The database is free, community-supported resource that helps protect against AI risk of third-party models
Robust Intelligence, the end-to-end AI integrity company that proactively mitigates model failure, has released the AI Risk Database, a free and community-supported resource to evaluate AI supply chain risk in open source models. The database includes comprehensive test results and corresponding risk scores for over 170,000 models, as well as a growing number of vulnerability reports submitted by AI and cybersecurity researchers.
The rapid pace AI development is driven in part by the availability of public model repositories, including Hugging Face, spaCy, PyTorch Hub, TensorFlow Hub, NVIDIA NGC AI software hub, Papers With Code, and others. These repositories have made sophisticated models widely accessible to organizations; however, it’s incredibly difficult to assess any given model for security, ethical, and operational risks. Statements about model robustness and performance documented in public repos may be unsubstantiated, and many malicious and inadvertent security vulnerabilities are embedded within model resource files themselves. When users download open source models and put them into production, they expose their organization and end-users to considerable risk.

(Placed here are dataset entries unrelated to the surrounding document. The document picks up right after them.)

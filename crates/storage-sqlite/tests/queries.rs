mod common;

use chrono::{TimeZone, Utc};
use rust_decimal_macros::dec;

use pricevault_core::assets::{AssetRepositoryTrait, NewAsset};
use pricevault_core::ingestion::IngestionStore;
use pricevault_core::prices::{NewPriceObservation, PriceRepositoryTrait};
use pricevault_core::query::QueryStore;
use pricevault_storage_sqlite::assets::AssetRepository;
use pricevault_storage_sqlite::ingest::IngestRepository;
use pricevault_storage_sqlite::prices::PriceRepository;
use pricevault_storage_sqlite::query::QueryRepository;

use common::{item, setup_db};

#[tokio::test]
async fn latest_price_comes_from_the_most_recent_source() {
    let dir = tempfile::tempdir().unwrap();
    let (pool, writer) = setup_db(&dir);
    let assets = AssetRepository::new(pool.clone(), writer.clone());
    let prices = PriceRepository::new(pool.clone(), writer);

    let btc = assets.upsert(NewAsset::new("BTC", "Bitcoin")).await.unwrap();
    prices
        .upsert(NewPriceObservation {
            asset_id: btc.id,
            source: "coinpaprika".to_string(),
            price_usd: dec!(100),
            fetched_at: Utc.timestamp_opt(10, 0).unwrap(),
        })
        .await
        .unwrap();
    prices
        .upsert(NewPriceObservation {
            asset_id: btc.id,
            source: "csv".to_string(),
            price_usd: dec!(105),
            fetched_at: Utc.timestamp_opt(20, 0).unwrap(),
        })
        .await
        .unwrap();

    let queries = QueryRepository::new(pool);
    let quotes = queries.list_asset_quotes(10, 0).unwrap();
    assert_eq!(quotes.len(), 1);
    assert_eq!(quotes[0].latest_price, Some(dec!(105)));
}

#[tokio::test]
async fn timestamp_tie_between_sources_yields_no_price() {
    let dir = tempfile::tempdir().unwrap();
    let (pool, writer) = setup_db(&dir);
    let assets = AssetRepository::new(pool.clone(), writer.clone());
    let prices = PriceRepository::new(pool.clone(), writer);

    let eth = assets
        .upsert(NewAsset::new("ETH", "Ethereum"))
        .await
        .unwrap();
    let fetched_at = Utc.timestamp_opt(42, 0).unwrap();
    for (source, value) in [("coinpaprika", dec!(3120)), ("csv", dec!(3121))] {
        prices
            .upsert(NewPriceObservation {
                asset_id: eth.id,
                source: source.to_string(),
                price_usd: value,
                fetched_at,
            })
            .await
            .unwrap();
    }

    let queries = QueryRepository::new(pool);
    let quotes = queries.list_asset_quotes(10, 0).unwrap();
    assert_eq!(quotes[0].latest_price, None);
}

#[tokio::test]
async fn asset_without_observations_has_no_price() {
    let dir = tempfile::tempdir().unwrap();
    let (pool, writer) = setup_db(&dir);
    let assets = AssetRepository::new(pool.clone(), writer);

    assets.upsert(NewAsset::new("DOT", "Polkadot")).await.unwrap();

    let queries = QueryRepository::new(pool);
    let quotes = queries.list_asset_quotes(10, 0).unwrap();
    assert_eq!(quotes.len(), 1);
    assert_eq!(quotes[0].latest_price, None);
}

#[tokio::test]
async fn pagination_slices_assets_in_insertion_order() {
    let dir = tempfile::tempdir().unwrap();
    let (pool, writer) = setup_db(&dir);
    let store = IngestRepository::new(pool.clone(), writer);

    let items = ["AAA", "BBB", "CCC", "DDD", "EEE"]
        .iter()
        .map(|s| item(s, &format!("Asset {}", s), "1.0"))
        .collect();
    store.ingest_run("csv", items, Utc::now()).await.unwrap();

    let queries = QueryRepository::new(pool);
    let page = queries.list_asset_quotes(2, 1).unwrap();
    let symbols: Vec<&str> = page.iter().map(|q| q.symbol.as_str()).collect();
    assert_eq!(symbols, vec!["BBB", "CCC"]);
}

#[tokio::test]
async fn stats_reflect_raw_and_normalized_counts() {
    let dir = tempfile::tempdir().unwrap();
    let (pool, writer) = setup_db(&dir);
    let store = IngestRepository::new(pool.clone(), writer);

    // 10 raw items over 7 distinct symbols.
    let symbols = ["S1", "S2", "S3", "S4", "S5", "S6", "S7", "S1", "S2", "S3"];
    let items = symbols
        .iter()
        .map(|s| item(s, &format!("Asset {}", s), "2.5"))
        .collect();
    store.ingest_run("coinpaprika", items, Utc::now()).await.unwrap();

    let queries = QueryRepository::new(pool);
    let stats = queries.stats().unwrap();
    assert_eq!(stats.raw_records, 10);
    assert_eq!(stats.normalized_records, 7);
    assert_eq!(stats.sources.len(), 1);
    assert_eq!(stats.sources[0].source, "coinpaprika");
}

The AI Risk Database makes it simple to understand the security, ethical, operational, and overall health of third-party models and serves as a centralized resource that covers the majority of public model repositories. This enables AI developers to easily evaluate and investigate various models before use and AI researchers to formally report risks they identify. The landing page includes a leaderboard to recognize the developers popular open source models that have the fewest known risks, and another leaderboard to recognize contributors who have submitted the highest-rated reports.
“While public model repositories are accelerating the pace of open source AI development, it’s essential that such models are thoroughly evaluated for risk before use – just as with any public software source. The AI Risk Database and other tools that collate model risks are essential to validate the security and robustness of open source models,” said Beat Buesser, Voting Member of the Technical Advisory Committee of the Linux Foundation AI & Data (LFAI) and maintainer of the Adversarial Robustness Toolbox (ART). “I am pleased by the comprehensive analysis of the AI Risk Database and the inclusion of additional community-supported resources, such as LFAI’s ART to measure model sensitivity to adversarial attacks.”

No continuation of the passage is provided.